Records from a collection

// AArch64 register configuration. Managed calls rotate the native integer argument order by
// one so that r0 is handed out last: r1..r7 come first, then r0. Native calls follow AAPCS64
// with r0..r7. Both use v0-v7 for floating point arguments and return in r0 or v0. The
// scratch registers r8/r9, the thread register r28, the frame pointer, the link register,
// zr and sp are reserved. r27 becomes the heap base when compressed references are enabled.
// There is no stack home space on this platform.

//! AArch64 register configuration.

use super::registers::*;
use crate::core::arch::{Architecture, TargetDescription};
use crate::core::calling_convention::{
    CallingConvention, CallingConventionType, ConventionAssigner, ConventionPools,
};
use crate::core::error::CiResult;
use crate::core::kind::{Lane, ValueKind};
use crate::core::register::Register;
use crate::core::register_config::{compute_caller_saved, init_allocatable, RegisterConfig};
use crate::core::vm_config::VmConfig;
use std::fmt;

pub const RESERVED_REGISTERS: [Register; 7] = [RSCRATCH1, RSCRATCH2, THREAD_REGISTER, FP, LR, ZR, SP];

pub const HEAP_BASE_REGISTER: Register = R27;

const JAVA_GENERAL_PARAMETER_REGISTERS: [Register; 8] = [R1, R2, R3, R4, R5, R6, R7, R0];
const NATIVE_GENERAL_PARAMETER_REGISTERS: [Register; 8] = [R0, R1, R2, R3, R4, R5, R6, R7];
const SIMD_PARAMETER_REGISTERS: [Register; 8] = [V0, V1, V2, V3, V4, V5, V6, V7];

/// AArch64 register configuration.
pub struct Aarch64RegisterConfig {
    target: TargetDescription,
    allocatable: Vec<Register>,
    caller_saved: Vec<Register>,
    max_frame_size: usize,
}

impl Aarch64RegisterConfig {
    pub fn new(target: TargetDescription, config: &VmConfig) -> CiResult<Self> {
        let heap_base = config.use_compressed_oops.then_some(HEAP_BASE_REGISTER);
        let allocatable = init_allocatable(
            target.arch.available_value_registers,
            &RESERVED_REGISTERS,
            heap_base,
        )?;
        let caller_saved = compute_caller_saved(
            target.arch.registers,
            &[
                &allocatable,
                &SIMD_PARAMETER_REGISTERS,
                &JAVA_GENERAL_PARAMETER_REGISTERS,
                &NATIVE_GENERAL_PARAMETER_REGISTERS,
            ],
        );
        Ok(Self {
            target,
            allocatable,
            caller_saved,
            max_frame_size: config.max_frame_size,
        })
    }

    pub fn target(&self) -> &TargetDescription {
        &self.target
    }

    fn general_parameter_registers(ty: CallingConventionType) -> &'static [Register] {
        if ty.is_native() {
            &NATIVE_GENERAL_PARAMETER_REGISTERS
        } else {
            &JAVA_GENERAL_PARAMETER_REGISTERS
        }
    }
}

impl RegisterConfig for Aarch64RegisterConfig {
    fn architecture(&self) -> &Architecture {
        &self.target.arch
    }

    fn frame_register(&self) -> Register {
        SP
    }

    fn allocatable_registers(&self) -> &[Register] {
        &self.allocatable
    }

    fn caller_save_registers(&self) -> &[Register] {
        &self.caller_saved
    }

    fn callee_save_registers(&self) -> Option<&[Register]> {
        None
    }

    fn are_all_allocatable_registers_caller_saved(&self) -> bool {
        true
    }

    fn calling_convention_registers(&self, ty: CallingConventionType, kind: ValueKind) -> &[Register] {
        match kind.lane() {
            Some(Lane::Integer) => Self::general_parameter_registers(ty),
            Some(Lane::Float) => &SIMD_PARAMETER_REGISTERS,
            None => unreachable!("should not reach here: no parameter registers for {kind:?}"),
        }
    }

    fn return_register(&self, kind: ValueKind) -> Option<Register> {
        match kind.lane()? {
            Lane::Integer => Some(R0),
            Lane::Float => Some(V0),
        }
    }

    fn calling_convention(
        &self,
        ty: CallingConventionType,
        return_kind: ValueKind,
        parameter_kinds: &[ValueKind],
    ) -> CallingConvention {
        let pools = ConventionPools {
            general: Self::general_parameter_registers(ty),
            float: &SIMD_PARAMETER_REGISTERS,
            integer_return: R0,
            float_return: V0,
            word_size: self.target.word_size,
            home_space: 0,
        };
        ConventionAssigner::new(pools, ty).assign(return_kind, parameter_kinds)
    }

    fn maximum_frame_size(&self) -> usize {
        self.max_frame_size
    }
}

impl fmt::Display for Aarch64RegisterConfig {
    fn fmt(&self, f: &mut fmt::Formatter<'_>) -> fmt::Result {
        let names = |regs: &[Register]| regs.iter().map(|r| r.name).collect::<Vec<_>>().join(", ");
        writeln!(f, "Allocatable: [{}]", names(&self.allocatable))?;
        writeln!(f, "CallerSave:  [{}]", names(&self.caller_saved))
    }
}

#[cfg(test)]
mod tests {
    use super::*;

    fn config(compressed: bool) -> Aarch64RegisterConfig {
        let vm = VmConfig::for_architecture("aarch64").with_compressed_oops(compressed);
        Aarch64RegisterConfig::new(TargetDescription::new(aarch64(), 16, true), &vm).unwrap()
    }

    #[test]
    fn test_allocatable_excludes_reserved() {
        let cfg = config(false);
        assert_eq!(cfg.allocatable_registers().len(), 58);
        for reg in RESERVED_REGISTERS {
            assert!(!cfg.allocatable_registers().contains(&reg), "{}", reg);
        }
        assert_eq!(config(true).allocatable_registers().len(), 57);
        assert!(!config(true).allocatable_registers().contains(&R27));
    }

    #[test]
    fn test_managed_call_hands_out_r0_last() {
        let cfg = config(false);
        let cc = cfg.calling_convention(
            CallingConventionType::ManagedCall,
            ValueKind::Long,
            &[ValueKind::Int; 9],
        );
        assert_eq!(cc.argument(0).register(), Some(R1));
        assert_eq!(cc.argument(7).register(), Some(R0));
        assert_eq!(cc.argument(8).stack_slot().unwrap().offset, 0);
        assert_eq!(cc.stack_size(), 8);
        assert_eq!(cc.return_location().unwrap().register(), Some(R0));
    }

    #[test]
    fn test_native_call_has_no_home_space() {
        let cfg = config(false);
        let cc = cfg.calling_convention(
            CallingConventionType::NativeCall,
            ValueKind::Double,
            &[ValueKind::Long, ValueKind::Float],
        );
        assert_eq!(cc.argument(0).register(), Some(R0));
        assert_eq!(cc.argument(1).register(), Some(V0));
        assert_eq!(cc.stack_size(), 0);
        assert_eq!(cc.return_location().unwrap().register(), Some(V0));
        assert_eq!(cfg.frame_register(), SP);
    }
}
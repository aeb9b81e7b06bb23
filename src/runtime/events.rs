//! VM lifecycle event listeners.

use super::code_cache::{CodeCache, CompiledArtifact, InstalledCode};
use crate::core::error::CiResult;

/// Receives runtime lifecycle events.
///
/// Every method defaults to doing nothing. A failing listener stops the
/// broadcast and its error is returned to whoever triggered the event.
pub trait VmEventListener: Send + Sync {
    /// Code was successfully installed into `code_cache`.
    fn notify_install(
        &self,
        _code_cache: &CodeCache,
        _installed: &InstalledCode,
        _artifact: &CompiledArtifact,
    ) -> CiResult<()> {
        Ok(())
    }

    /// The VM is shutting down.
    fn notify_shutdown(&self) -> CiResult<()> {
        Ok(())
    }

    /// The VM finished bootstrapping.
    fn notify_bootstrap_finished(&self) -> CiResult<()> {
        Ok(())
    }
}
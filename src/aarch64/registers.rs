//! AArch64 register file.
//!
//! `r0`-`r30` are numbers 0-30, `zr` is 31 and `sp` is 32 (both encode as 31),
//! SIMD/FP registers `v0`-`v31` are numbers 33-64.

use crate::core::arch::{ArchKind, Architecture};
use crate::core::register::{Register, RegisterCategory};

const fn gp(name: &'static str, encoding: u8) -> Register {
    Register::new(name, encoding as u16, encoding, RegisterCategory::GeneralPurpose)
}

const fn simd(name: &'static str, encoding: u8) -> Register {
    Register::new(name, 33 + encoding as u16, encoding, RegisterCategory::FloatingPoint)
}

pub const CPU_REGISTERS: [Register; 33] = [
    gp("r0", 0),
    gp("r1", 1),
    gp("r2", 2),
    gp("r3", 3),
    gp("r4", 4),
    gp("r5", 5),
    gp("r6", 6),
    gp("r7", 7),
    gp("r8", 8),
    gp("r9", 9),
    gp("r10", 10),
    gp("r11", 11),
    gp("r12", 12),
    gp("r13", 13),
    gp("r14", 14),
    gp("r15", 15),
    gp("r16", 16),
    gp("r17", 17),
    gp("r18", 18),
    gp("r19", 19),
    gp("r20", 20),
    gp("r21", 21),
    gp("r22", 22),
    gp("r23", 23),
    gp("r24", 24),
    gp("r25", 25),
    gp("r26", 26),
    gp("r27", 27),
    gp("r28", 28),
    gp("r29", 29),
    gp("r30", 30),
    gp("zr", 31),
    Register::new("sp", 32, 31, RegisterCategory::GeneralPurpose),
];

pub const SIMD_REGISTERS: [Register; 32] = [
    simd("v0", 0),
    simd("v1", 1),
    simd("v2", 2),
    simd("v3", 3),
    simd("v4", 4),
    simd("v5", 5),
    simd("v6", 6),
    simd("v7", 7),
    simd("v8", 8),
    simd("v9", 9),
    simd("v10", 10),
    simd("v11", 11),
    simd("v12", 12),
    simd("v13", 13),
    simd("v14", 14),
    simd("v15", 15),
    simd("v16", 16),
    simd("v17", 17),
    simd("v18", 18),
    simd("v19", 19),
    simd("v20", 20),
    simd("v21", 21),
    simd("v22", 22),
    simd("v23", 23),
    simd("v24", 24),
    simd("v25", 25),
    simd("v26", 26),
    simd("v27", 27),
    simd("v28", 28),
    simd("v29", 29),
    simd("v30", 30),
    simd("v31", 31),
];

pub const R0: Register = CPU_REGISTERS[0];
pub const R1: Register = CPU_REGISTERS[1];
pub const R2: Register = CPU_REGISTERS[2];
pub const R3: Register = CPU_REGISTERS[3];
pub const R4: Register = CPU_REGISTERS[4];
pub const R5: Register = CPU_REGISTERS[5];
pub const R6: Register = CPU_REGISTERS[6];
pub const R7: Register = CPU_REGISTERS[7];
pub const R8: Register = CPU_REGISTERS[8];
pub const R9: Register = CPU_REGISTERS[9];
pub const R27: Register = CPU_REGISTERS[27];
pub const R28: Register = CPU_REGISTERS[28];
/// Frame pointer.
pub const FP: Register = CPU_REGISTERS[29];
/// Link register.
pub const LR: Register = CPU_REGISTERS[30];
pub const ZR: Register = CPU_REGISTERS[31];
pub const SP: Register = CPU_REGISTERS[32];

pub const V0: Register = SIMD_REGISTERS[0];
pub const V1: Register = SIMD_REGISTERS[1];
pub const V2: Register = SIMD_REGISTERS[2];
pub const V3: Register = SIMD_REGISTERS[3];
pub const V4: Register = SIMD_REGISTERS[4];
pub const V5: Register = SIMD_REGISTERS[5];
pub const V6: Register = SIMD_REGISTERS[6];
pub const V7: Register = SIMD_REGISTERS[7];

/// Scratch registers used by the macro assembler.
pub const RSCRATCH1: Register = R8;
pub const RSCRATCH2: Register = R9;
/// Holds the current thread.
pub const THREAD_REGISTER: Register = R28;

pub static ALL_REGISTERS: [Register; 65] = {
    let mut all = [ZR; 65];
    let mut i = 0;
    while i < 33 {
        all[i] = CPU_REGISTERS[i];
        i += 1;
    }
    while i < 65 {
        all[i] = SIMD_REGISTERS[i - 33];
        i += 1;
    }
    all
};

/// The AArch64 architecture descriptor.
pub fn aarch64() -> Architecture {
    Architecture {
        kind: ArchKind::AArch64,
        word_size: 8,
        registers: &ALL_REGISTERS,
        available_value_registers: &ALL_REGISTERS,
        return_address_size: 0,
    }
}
...
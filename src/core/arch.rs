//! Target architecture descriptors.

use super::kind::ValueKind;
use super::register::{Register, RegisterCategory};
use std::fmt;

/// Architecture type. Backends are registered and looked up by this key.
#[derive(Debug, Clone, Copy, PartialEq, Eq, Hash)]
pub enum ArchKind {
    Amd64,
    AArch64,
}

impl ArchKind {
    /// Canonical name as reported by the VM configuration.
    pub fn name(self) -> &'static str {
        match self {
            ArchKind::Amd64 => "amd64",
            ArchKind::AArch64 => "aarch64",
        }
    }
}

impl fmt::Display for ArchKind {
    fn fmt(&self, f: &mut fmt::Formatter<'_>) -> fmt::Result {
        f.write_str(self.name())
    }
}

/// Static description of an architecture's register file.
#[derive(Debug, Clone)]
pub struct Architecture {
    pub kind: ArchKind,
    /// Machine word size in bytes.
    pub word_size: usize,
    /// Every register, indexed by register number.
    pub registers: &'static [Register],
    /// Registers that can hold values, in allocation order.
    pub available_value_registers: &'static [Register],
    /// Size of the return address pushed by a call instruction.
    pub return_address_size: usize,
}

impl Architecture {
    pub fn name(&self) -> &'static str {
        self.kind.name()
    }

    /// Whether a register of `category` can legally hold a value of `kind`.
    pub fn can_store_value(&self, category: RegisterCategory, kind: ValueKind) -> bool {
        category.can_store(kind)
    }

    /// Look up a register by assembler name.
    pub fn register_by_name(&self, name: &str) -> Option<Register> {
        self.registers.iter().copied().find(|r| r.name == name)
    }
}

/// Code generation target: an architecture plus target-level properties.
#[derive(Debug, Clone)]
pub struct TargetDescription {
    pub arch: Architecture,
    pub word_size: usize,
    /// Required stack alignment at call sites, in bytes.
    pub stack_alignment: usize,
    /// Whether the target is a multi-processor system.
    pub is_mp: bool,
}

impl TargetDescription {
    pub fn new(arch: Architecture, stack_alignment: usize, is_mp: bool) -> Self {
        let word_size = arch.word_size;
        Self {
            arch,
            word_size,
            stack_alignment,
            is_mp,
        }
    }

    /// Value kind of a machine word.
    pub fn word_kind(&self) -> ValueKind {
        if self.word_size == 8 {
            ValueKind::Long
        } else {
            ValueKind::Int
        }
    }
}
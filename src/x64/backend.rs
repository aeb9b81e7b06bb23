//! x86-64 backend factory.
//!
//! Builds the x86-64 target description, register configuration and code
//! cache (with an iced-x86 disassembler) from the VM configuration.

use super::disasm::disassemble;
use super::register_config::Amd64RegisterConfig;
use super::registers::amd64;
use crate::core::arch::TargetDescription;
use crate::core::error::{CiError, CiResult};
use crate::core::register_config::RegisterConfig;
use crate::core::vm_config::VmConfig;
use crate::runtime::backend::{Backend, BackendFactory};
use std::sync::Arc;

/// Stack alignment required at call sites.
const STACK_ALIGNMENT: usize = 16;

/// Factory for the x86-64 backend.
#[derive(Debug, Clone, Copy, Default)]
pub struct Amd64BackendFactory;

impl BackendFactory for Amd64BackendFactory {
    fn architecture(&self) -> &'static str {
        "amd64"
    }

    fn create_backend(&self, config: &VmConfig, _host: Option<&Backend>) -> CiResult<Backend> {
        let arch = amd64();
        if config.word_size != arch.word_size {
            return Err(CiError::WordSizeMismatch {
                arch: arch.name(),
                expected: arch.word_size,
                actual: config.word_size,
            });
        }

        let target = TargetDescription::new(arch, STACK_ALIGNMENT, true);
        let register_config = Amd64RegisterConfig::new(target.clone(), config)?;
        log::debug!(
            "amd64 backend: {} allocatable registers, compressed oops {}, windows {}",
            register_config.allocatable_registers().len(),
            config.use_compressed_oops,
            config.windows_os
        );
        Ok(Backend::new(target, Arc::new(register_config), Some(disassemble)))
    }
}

▶ **What you should do**: Proceeding from the line containing "argument order by" through the line containing "r0 or v0. The", transcribe the lines above exactly, both end lines included.

▶ **Finished task**:
// AArch64 register configuration. Managed calls rotate the native integer argument order by
// one so that r0 is handed out last: r1..r7 come first, then r0. Native calls follow AAPCS64
// with r0..r7. Both use v0-v7 for floating point arguments and return in r0 or v0. The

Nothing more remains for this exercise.